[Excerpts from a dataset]
________________

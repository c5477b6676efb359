//! Authentication service

use crate::models::{LoginRequest, LoginResponse, SessionUser, UiResult};
use crate::services::api_client::ApiClient;
use crate::services::config::endpoints;
use crate::utils::validation::{validate_email, validate_password};

/// Where hotel staff land after logging in
pub const STAFF_HOME: &str = "/hotel-admin/room-layout";
/// Where everyone else lands
pub const GUEST_HOME: &str = "/hotels";

#[derive(Clone, PartialEq)]
pub struct AuthService {
    client: ApiClient,
}

impl AuthService {
    pub fn new(client: ApiClient) -> Self {
        Self { client }
    }

    /// Log in and persist the token and user in the session
    pub async fn login(&self, email: &str, password: &str) -> UiResult<SessionUser> {
        validate_email(email)?;
        validate_password(password)?;

        let request = LoginRequest {
            email: email.trim().to_string(),
            password: password.to_string(),
        };
        let response: LoginResponse = self
            .client
            .post_json(endpoints::LOGIN, &request, false)
            .await?;

        self.client
            .session()
            .store_login(&response.token, &response.user)?;
        Ok(response.user)
    }

    pub fn logout(&self) -> UiResult<()> {
        tracing::info!("logging out");
        self.client.session().clear()
    }

    /// Landing page for a freshly logged-in user
    pub fn home_for(user: &SessionUser) -> &'static str {
        if user.role.is_hotel_staff() {
            STAFF_HOME
        } else {
            GUEST_HOME
        }
    }
}

#[cfg(test)]
mod tests {
    use super::*;
    use crate::services::api_client::testing::MockTransport;
    use crate::services::config::ApiConfig;
    use crate::services::session::Session;
    use std::rc::Rc;

    fn service() -> (AuthService, MockTransport, Session) {
        let session = Session::in_memory();
        let transport = MockTransport::default();
        let client = ApiClient::new(&ApiConfig::default(), session.clone(), Rc::new(transport.clone()));
        (AuthService::new(client), transport, session)
    }

    #[tokio::test]
    async fn test_login_stores_session() {
        let (auth, transport, session) = service();
        transport.respond(
            200,
            serde_json::json!({
                "token": "jwt-abc",
                "user": {
                    "id": 3,
                    "name": "Rina",
                    "email": "rina@hotel.id",
                    "role": "hotel_admin",
                    "hotel_id": 8
                }
            }),
        );

        let user = auth.login("rina@hotel.id", "secret").await.unwrap();
        assert_eq!(AuthService::home_for(&user), STAFF_HOME);
        assert_eq!(session.token().unwrap().as_deref(), Some("jwt-abc"));
        assert_eq!(session.hotel_id(), Some(8));
        assert!(transport.sent()[0].headers.get("Authorization").is_none());

        auth.logout().unwrap();
        assert!(!session.is_logged_in());
    }

    #[tokio::test]
    async fn test_invalid_email_sends_nothing() {
        let (auth, transport, _) = service();
        let err = auth.login("not-an-email", "secret").await.unwrap_err();
        assert!(err.is_validation_error());
        assert_eq!(transport.sent_count(), 0);
    }

    #[tokio::test]
    async fn test_rejected_credentials() {
        let (auth, transport, session) = service();
        transport.respond(401, serde_json::json!({ "error": "Invalid credentials" }));

        let err = auth.login("rina@hotel.id", "wrong").await.unwrap_err();
        assert!(err.is_auth_error());
        assert!(!session.is_logged_in());
    }
}
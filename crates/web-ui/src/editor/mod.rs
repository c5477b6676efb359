//! Floor-plan layout editor
//!
//! `geometry` and `arrange` are pure arithmetic, `state` holds the canvas
//! model, and `controller` runs the server round-trips around it.

pub mod arrange;
pub mod controller;
pub mod geometry;
pub mod state;

pub use arrange::{DEFAULT_COLUMNS, arrange};
pub use controller::{ActionOutcome, EditorStore, LayoutEditor};
pub use geometry::{CanvasBounds, GridSettings, Point, place_tile, snap_to_grid};
pub use state::{DragState, EditorState};
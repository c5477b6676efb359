//! Hotel detail with room availability for a stay

use dioxus::prelude::*;

use crate::components::{EmptyState, ErrorMessage, NotificationStack, Select, Spinner};
use crate::hooks::{use_notifications, use_session};
use crate::models::{BookableRoom, MeetingPackage};
use crate::services::HotelApi;
use crate::utils::{default_stay, format_rupiah, validate_stay};

const PACKAGE_OPTIONS: [(&str, &str); 3] = [
    ("hourly", "Hourly"),
    ("half_day", "Half day"),
    ("full_day", "Full day"),
];

fn package_from_value(value: &str) -> Option<MeetingPackage> {
    match value {
        "hourly" => Some(MeetingPackage::Hourly),
        "half_day" => Some(MeetingPackage::HalfDay),
        "full_day" => Some(MeetingPackage::FullDay),
        _ => None,
    }
}

#[component]
pub fn HotelDetailPage(id: i64) -> Element {
    let context = use_session();
    let notifications = use_notifications();
    let (today, tomorrow) = use_hook(|| default_stay(chrono::Local::now().date_naive()));
    let mut check_in = use_signal(|| today);
    let mut check_out = use_signal(|| tomorrow);
    let mut package = use_signal(|| "hourly".to_string());

    let hotel = use_resource({
        let context = context.clone();
        move || {
            let api = HotelApi::new(context.client());
            async move { api.hotel(id).await }
        }
    });

    let rooms = use_resource(move || {
        let api = HotelApi::new(context.client());
        let (arrive, leave) = (check_in(), check_out());
        let mut notifications = notifications;
        async move {
            validate_stay(&arrive, &leave)?;
            let result = api.rooms_with_status(id, &arrive, &leave).await;
            if let Err(e) = &result {
                notifications.error(e);
            }
            result
        }
    });

    let header = match &*hotel.read() {
        None => rsx! { Spinner { message: Some("Loading hotel...".to_string()) } },
        Some(Err(e)) => rsx! { ErrorMessage { message: e.user_message() } },
        Some(Ok(hotel)) => {
            let image = hotel.image_or_fallback().to_string();
            rsx! {
                div { class: "mb-6 overflow-hidden rounded-lg bg-white shadow",
                    img { class: "h-64 w-full object-cover", src: "{image}", alt: "{hotel.name}" }
                    div { class: "p-6",
                        h1 { class: "text-2xl font-bold text-gray-900", "{hotel.name}" }
                        p { class: "text-gray-600", "{hotel.address}, {hotel.city}" }
                        p { class: "mt-3 text-gray-700", "{hotel.description}" }
                    }
                }
            }
        }
    };

    let selected_package = package_from_value(&package());
    let room_list = match &*rooms.read() {
        None => rsx! { Spinner { message: Some("Checking availability...".to_string()) } },
        Some(Err(e)) => rsx! { ErrorMessage { message: e.user_message() } },
        Some(Ok(list)) if list.is_empty() => rsx! {
            EmptyState { message: "No rooms available for these dates".to_string() }
        },
        Some(Ok(list)) => rsx! {
            div { class: "grid gap-4 sm:grid-cols-2 lg:grid-cols-3",
                for room in list.iter().cloned() {
                    RoomCard { key: "{room.id}", room, package: selected_package }
                }
            }
        },
    };

    rsx! {
        div {
            {header}
            div { class: "mb-6 flex flex-wrap items-end gap-4 rounded-lg bg-white p-4 shadow",
                label { class: "flex flex-col text-sm font-medium text-gray-700",
                    "Check-in"
                    input {
                        r#type: "date",
                        class: "mt-1 rounded-md border border-gray-300 px-3 py-2 text-sm",
                        value: "{check_in}",
                        oninput: move |evt| check_in.set(evt.value())
                    }
                }
                label { class: "flex flex-col text-sm font-medium text-gray-700",
                    "Check-out"
                    input {
                        r#type: "date",
                        class: "mt-1 rounded-md border border-gray-300 px-3 py-2 text-sm",
                        value: "{check_out}",
                        oninput: move |evt| check_out.set(evt.value())
                    }
                }
                Select {
                    label: "Meeting package".to_string(),
                    value: package(),
                    options: PACKAGE_OPTIONS
                        .iter()
                        .map(|(value, label)| (value.to_string(), label.to_string()))
                        .collect::<Vec<_>>(),
                    onchange: move |value| package.set(value),
                }
            }
            h2 { class: "text-xl font-semibold text-gray-900 mb-4", "Rooms" }
            {room_list}
            NotificationStack { notifications }
        }
    }
}

#[component]
fn RoomCard(room: BookableRoom, #[props(!optional)] package: Option<MeetingPackage>) -> Element {
    let price = format_rupiah(room.category.price_for(package));
    let label = room.category.price_label();
    let kind = if room.category.is_meeting_room() {
        "Meeting room"
    } else {
        "Hotel room"
    };
    let (badge_class, badge) = if room.is_selectable() {
        ("bg-green-100 text-green-800", "Available")
    } else if room.is_booked {
        ("bg-red-100 text-red-800", "Booked")
    } else {
        ("bg-gray-100 text-gray-700", "Unavailable")
    };

    rsx! {
        div {
            class: "rounded-lg bg-white p-4 shadow",
            class: if !room.is_selectable() { "opacity-60" },
            div { class: "flex items-center justify-between",
                h3 { class: "font-semibold text-gray-900", "Room {room.room_number}" }
                span { class: "rounded px-2 py-1 text-xs {badge_class}", "{badge}" }
            }
            p { class: "text-sm text-gray-600", "{room.type_name} · {kind}" }
            p { class: "text-sm text-gray-500", "Floor {room.floor} · up to {room.max_capacity} people" }
            p { class: "mt-2 text-lg font-bold text-blue-600",
                "{price}"
                span { class: "text-sm font-normal text-gray-500", "{label}" }
            }
        }
    }
}
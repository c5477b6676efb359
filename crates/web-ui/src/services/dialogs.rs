//! Blocking operator dialogs (alert, confirm, prompt)

/// Modal dialogs shown to the operator
pub trait Dialogs {
    fn alert(&self, message: &str);
    fn confirm(&self, message: &str) -> bool;
    /// `None` when the operator cancels
    fn prompt(&self, message: &str, default: &str) -> Option<String>;
}

/// `window.alert` / `confirm` / `prompt`
///
/// Outside a browser every dialog is logged and treated as cancelled.
#[derive(Clone, Copy, Default, PartialEq)]
pub struct BrowserDialogs;

#[cfg(target_arch = "wasm32")]
impl Dialogs for BrowserDialogs {
    fn alert(&self, message: &str) {
        match web_sys::window() {
            Some(window) => {
                if let Err(e) = window.alert_with_message(message) {
                    tracing::warn!(%message, "alert failed: {e:?}");
                }
            }
            None => tracing::info!(%message, "alert"),
        }
    }

    fn confirm(&self, message: &str) -> bool {
        web_sys::window()
            .and_then(|window| window.confirm_with_message(message).ok())
            .unwrap_or(false)
    }

    fn prompt(&self, message: &str, default: &str) -> Option<String> {
        web_sys::window()
            .and_then(|window| window.prompt_with_message_and_default(message, default).ok())
            .flatten()
    }
}

#[cfg(not(target_arch = "wasm32"))]
impl Dialogs for BrowserDialogs {
    fn alert(&self, message: &str) {
        tracing::info!(%message, "alert");
    }

    fn confirm(&self, message: &str) -> bool {
        tracing::info!(%message, "confirm (no browser, declined)");
        false
    }

    fn prompt(&self, message: &str, _default: &str) -> Option<String> {
        tracing::info!(%message, "prompt (no browser, cancelled)");
        None
    }
}

#[cfg(test)]
pub(crate) mod testing {
    use super::*;
    use std::cell::RefCell;
    use std::collections::VecDeque;

    /// Dialogs with scripted answers that records every alert
    #[derive(Default)]
    pub struct ScriptedDialogs {
        pub alerts: RefCell<Vec<String>>,
        pub confirms: RefCell<VecDeque<bool>>,
        pub prompts: RefCell<VecDeque<Option<String>>>,
    }

    impl ScriptedDialogs {
        pub fn confirming(answer: bool) -> Self {
            let dialogs = Self::default();
            dialogs.confirms.borrow_mut().push_back(answer);
            dialogs
        }

        pub fn prompting(answer: Option<&str>) -> Self {
            let dialogs = Self::default();
            dialogs
                .prompts
                .borrow_mut()
                .push_back(answer.map(str::to_string));
            dialogs
        }

        pub fn alerts(&self) -> Vec<String> {
            self.alerts.borrow().clone()
        }
    }

    impl Dialogs for ScriptedDialogs {
        fn alert(&self, message: &str) {
            self.alerts.borrow_mut().push(message.to_string());
        }

        fn confirm(&self, _message: &str) -> bool {
            self.confirms.borrow_mut().pop_front().unwrap_or(false)
        }

        fn prompt(&self, _message: &str, _default: &str) -> Option<String> {
            self.prompts.borrow_mut().pop_front().flatten()
        }
    }
}
//! Backend location and endpoint paths

/// Backend used when nothing is configured at build time
pub const DEFAULT_API_BASE_URL: &str = "http://localhost:8080";
/// Version prefix shared by every endpoint
const API_PREFIX: &str = "/api/v1";

/// Where the REST backend lives
#[derive(Clone, Debug, PartialEq)]
pub struct ApiConfig {
    base_url: String,
}

impl ApiConfig {
    /// Create a config from a base URL, with or without the `/api/v1` suffix
    pub fn new(base_url: impl Into<String>) -> Self {
        let base_url = base_url.into();
        let trimmed = base_url.trim_end_matches('/');
        let trimmed = trimmed.strip_suffix(API_PREFIX).unwrap_or(trimmed);
        Self {
            base_url: trimmed.to_string(),
        }
    }

    /// Read `BUATEVENT_API_BASE_URL` as baked in at compile time
    pub fn from_env() -> Self {
        match option_env!("BUATEVENT_API_BASE_URL") {
            Some(url) if !url.trim().is_empty() => Self::new(url),
            _ => Self::default(),
        }
    }

    /// Host part, e.g. `http://localhost:8080`
    pub fn base_url(&self) -> &str {
        &self.base_url
    }

    /// Root that endpoint paths are appended to
    pub fn api_root(&self) -> String {
        format!("{}{}", self.base_url, API_PREFIX)
    }
}

impl Default for ApiConfig {
    fn default() -> Self {
        Self::new(DEFAULT_API_BASE_URL)
    }
}

/// Endpoint paths relative to [`ApiConfig::api_root`]
pub mod endpoints {
    pub const LOGIN: &str = "/auth/login";
    pub const HOTELS: &str = "/hotels";
    pub const BLOCKCHAIN_STATS: &str = "/blockchain/stats";
    pub const BLOCKCHAIN_BLOCKS: &str = "/blockchain/blocks";
    pub const MY_BOOKINGS: &str = "/reservations/user/my-bookings";

    pub fn hotel(hotel_id: i64) -> String {
        format!("/hotels/{}", hotel_id)
    }

    pub fn hotel_rooms(hotel_id: i64) -> String {
        format!("/hotels/{}/rooms", hotel_id)
    }

    pub fn hotel_room(hotel_id: i64, room_id: i64) -> String {
        format!("/hotels/{}/rooms/{}", hotel_id, room_id)
    }

    pub fn hotel_room_types(hotel_id: i64) -> String {
        format!("/hotels/{}/room-types", hotel_id)
    }

    pub fn hotel_room_type(hotel_id: i64, room_type_id: i64) -> String {
        format!("/hotels/{}/room-types/{}", hotel_id, room_type_id)
    }

    pub fn reservation(reservation_id: &str) -> String {
        format!("/reservations/{}", reservation_id)
    }

    pub fn rooms_with_status(hotel_id: i64, check_in: &str, check_out: &str) -> String {
        format!(
            "/hotels/{}/rooms-with-status?check_in={}&check_out={}",
            hotel_id, check_in, check_out
        )
    }

    pub fn floor_layout(hotel_id: i64, floor: i32, room_type_id: Option<i64>) -> String {
        match room_type_id {
            Some(type_id) => format!(
                "/hotels/{}/layout/{}?room_type_id={}",
                hotel_id, floor, type_id
            ),
            None => format!("/hotels/{}/layout/{}", hotel_id, floor),
        }
    }

    pub fn layout(hotel_id: i64) -> String {
        format!("/hotels/{}/layout", hotel_id)
    }

    pub fn layout_reset(hotel_id: i64) -> String {
        format!("/hotels/{}/layout/reset", hotel_id)
    }
}

#[cfg(test)]
mod tests {
    use super::*;

    #[test]
    fn test_base_url_normalization() {
        assert_eq!(ApiConfig::new("http://api.local/").base_url(), "http://api.local");
        assert_eq!(
            ApiConfig::new("http://api.local/api/v1").api_root(),
            "http://api.local/api/v1"
        );
        assert_eq!(ApiConfig::default().api_root(), "http://localhost:8080/api/v1");
    }

    #[test]
    fn test_layout_endpoints() {
        assert_eq!(endpoints::floor_layout(4, 2, None), "/hotels/4/layout/2");
        assert_eq!(
            endpoints::floor_layout(4, 2, Some(9)),
            "/hotels/4/layout/2?room_type_id=9"
        );
        assert_eq!(endpoints::layout(4), "/hotels/4/layout");
        assert_eq!(endpoints::layout_reset(4), "/hotels/4/layout/reset");
    }

    #[test]
    fn test_back_office_endpoints() {
        assert_eq!(endpoints::hotel_room(4, 11), "/hotels/4/rooms/11");
        assert_eq!(endpoints::hotel_room_type(4, 2), "/hotels/4/room-types/2");
        assert_eq!(endpoints::reservation("RSV-1"), "/reservations/RSV-1");
    }
}
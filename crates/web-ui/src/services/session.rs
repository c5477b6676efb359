//! Session persistence and typed accessors
//!
//! The token and user object live in browser local storage under the keys
//! `token` and `user`. Components never touch storage directly; they go
//! through [`Session`].

use crate::models::{AccessDenied, SessionUser, UiResult, UserRole};
use std::cell::RefCell;
use std::collections::HashMap;
use std::rc::Rc;

const TOKEN_KEY: &str = "token";
const USER_KEY: &str = "user";

/// Key/value storage backing a session
pub trait SessionStore {
    fn get(&self, key: &str) -> UiResult<Option<String>>;
    fn set(&self, key: &str, value: &str) -> UiResult<()>;
    fn remove(&self, key: &str) -> UiResult<()>;
}

/// Browser local storage
#[cfg(target_arch = "wasm32")]
#[derive(Clone, Default)]
pub struct LocalStore;

#[cfg(target_arch = "wasm32")]
impl SessionStore for LocalStore {
    fn get(&self, key: &str) -> UiResult<Option<String>> {
        use gloo_storage::{LocalStorage, Storage};
        LocalStorage::raw()
            .get_item(key)
            .map_err(|_| crate::models::UiError::storage(format!("Failed to read '{}'", key)))
    }

    fn set(&self, key: &str, value: &str) -> UiResult<()> {
        use gloo_storage::{LocalStorage, Storage};
        LocalStorage::raw()
            .set_item(key, value)
            .map_err(|_| crate::models::UiError::storage(format!("Failed to write '{}'", key)))
    }

    fn remove(&self, key: &str) -> UiResult<()> {
        use gloo_storage::{LocalStorage, Storage};
        LocalStorage::raw()
            .remove_item(key)
            .map_err(|_| crate::models::UiError::storage(format!("Failed to remove '{}'", key)))
    }
}

/// In-memory storage for native builds and tests
#[derive(Clone, Default)]
pub struct MemoryStore {
    entries: Rc<RefCell<HashMap<String, String>>>,
}

impl SessionStore for MemoryStore {
    fn get(&self, key: &str) -> UiResult<Option<String>> {
        Ok(self.entries.borrow().get(key).cloned())
    }

    fn set(&self, key: &str, value: &str) -> UiResult<()> {
        self.entries
            .borrow_mut()
            .insert(key.to_string(), value.to_string());
        Ok(())
    }

    fn remove(&self, key: &str) -> UiResult<()> {
        self.entries.borrow_mut().remove(key);
        Ok(())
    }
}

/// Shared handle to the current login
#[derive(Clone)]
pub struct Session {
    store: Rc<dyn SessionStore>,
}

impl PartialEq for Session {
    fn eq(&self, other: &Self) -> bool {
        Rc::ptr_eq(&self.store, &other.store)
    }
}

impl Session {
    pub fn new(store: Rc<dyn SessionStore>) -> Self {
        Self { store }
    }

    /// Session backed by local storage in the browser, memory elsewhere
    pub fn browser() -> Self {
        #[cfg(target_arch = "wasm32")]
        let store: Rc<dyn SessionStore> = Rc::new(LocalStore);
        #[cfg(not(target_arch = "wasm32"))]
        let store: Rc<dyn SessionStore> = Rc::new(MemoryStore::default());
        Self::new(store)
    }

    pub fn in_memory() -> Self {
        Self::new(Rc::new(MemoryStore::default()))
    }

    /// Bearer token, if logged in
    pub fn token(&self) -> UiResult<Option<String>> {
        Ok(self.store.get(TOKEN_KEY)?.filter(|t| !t.is_empty()))
    }

    /// Stored user object, if logged in
    pub fn user(&self) -> UiResult<Option<SessionUser>> {
        match self.store.get(USER_KEY)? {
            Some(raw) => Ok(Some(serde_json::from_str(&raw)?)),
            None => Ok(None),
        }
    }

    pub fn role(&self) -> Option<UserRole> {
        self.user().ok().flatten().map(|u| u.role)
    }

    pub fn hotel_id(&self) -> Option<i64> {
        self.user().ok().flatten().and_then(|u| u.hotel_id)
    }

    pub fn is_logged_in(&self) -> bool {
        matches!(self.token(), Ok(Some(_)))
    }

    /// Persist a fresh login
    pub fn store_login(&self, token: &str, user: &SessionUser) -> UiResult<()> {
        let user_json = serde_json::to_string(user)?;
        self.store.set(TOKEN_KEY, token)?;
        self.store.set(USER_KEY, &user_json)?;
        tracing::info!(user_id = user.id, role = user.role.as_str(), "session stored");
        Ok(())
    }

    pub fn clear(&self) -> UiResult<()> {
        self.store.remove(TOKEN_KEY)?;
        self.store.remove(USER_KEY)?;
        Ok(())
    }

    /// Current user, whatever their role
    ///
    /// An unreadable user object counts as not logged in.
    pub fn require_user(&self) -> Result<SessionUser, AccessDenied> {
        match (self.token(), self.user()) {
            (Ok(Some(_)), Ok(Some(user))) => Ok(user),
            (_, Err(e)) => {
                tracing::warn!(error = %e, "discarding unreadable session user");
                Err(AccessDenied::NotLoggedIn)
            }
            _ => Err(AccessDenied::NotLoggedIn),
        }
    }

    /// Current user if logged in with one of `allowed`
    pub fn require_role(&self, allowed: &[UserRole]) -> Result<SessionUser, AccessDenied> {
        let user = self.require_user()?;
        if allowed.contains(&user.role) {
            Ok(user)
        } else {
            Err(AccessDenied::InsufficientRole)
        }
    }
}

#[cfg(test)]
mod tests {
    use super::*;

    fn admin() -> SessionUser {
        SessionUser {
            id: 5,
            name: "Budi".to_string(),
            email: "budi@hotel.id".to_string(),
            role: UserRole::HotelAdmin,
            hotel_id: Some(3),
        }
    }

    const STAFF: &[UserRole] = &[UserRole::HotelAdmin, UserRole::HotelSuperAdmin];

    #[test]
    fn test_login_round_trip() {
        let session = Session::in_memory();
        assert!(!session.is_logged_in());
        assert_eq!(session.user().unwrap(), None);

        session.store_login("tok-123", &admin()).unwrap();
        assert!(session.is_logged_in());
        assert_eq!(session.token().unwrap().as_deref(), Some("tok-123"));
        assert_eq!(session.hotel_id(), Some(3));
        assert_eq!(session.role(), Some(UserRole::HotelAdmin));

        session.clear().unwrap();
        assert!(!session.is_logged_in());
        assert_eq!(session.hotel_id(), None);
    }

    #[test]
    fn test_require_role() {
        let session = Session::in_memory();
        assert_eq!(session.require_role(STAFF), Err(AccessDenied::NotLoggedIn));

        let mut customer = admin();
        customer.role = UserRole::Customer;
        session.store_login("tok", &customer).unwrap();
        assert_eq!(session.require_role(STAFF), Err(AccessDenied::InsufficientRole));

        session.store_login("tok", &admin()).unwrap();
        assert_eq!(session.require_role(STAFF).unwrap().id, 5);
    }

    #[test]
    fn test_require_user_accepts_any_role() {
        let session = Session::in_memory();
        assert_eq!(session.require_user(), Err(AccessDenied::NotLoggedIn));

        let mut guest = admin();
        guest.role = UserRole::Other("event_planner".to_string());
        session.store_login("tok", &guest).unwrap();
        assert_eq!(session.require_user().unwrap().role, guest.role);
    }

    #[test]
    fn test_user_without_token_is_not_logged_in() {
        let store = MemoryStore::default();
        store
            .set(USER_KEY, &serde_json::to_string(&admin()).unwrap())
            .unwrap();
        let session = Session::new(Rc::new(store));
        assert_eq!(session.require_role(STAFF), Err(AccessDenied::NotLoggedIn));
    }

    #[test]
    fn test_corrupt_user_is_not_logged_in() {
        let store = MemoryStore::default();
        store.set(TOKEN_KEY, "tok").unwrap();
        store.set(USER_KEY, "{not json").unwrap();
        let session = Session::new(Rc::new(store));

        assert!(session.user().is_err());
        assert_eq!(session.require_role(STAFF), Err(AccessDenied::NotLoggedIn));
    }
}

#[cfg(all(test, target_arch = "wasm32"))]
mod wasm_tests {
    use super::*;
    use wasm_bindgen_test::*;

    wasm_bindgen_test_configure!(run_in_browser);

    #[wasm_bindgen_test]
    fn test_local_store() {
        let store = LocalStore;
        store.set("buatevent_test_key", "value").unwrap();
        assert_eq!(store.get("buatevent_test_key").unwrap().as_deref(), Some("value"));
        store.remove("buatevent_test_key").unwrap();
        assert_eq!(store.get("buatevent_test_key").unwrap(), None);
    }
}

________________

YOUR OBJECTIVE: Every line above that holds the word "utils" should be copied out.

ANSWER TO THE EXERCISE:
use crate::utils::validation::{validate_email, validate_password};
use crate::utils::{default_stay, format_rupiah, validate_stay};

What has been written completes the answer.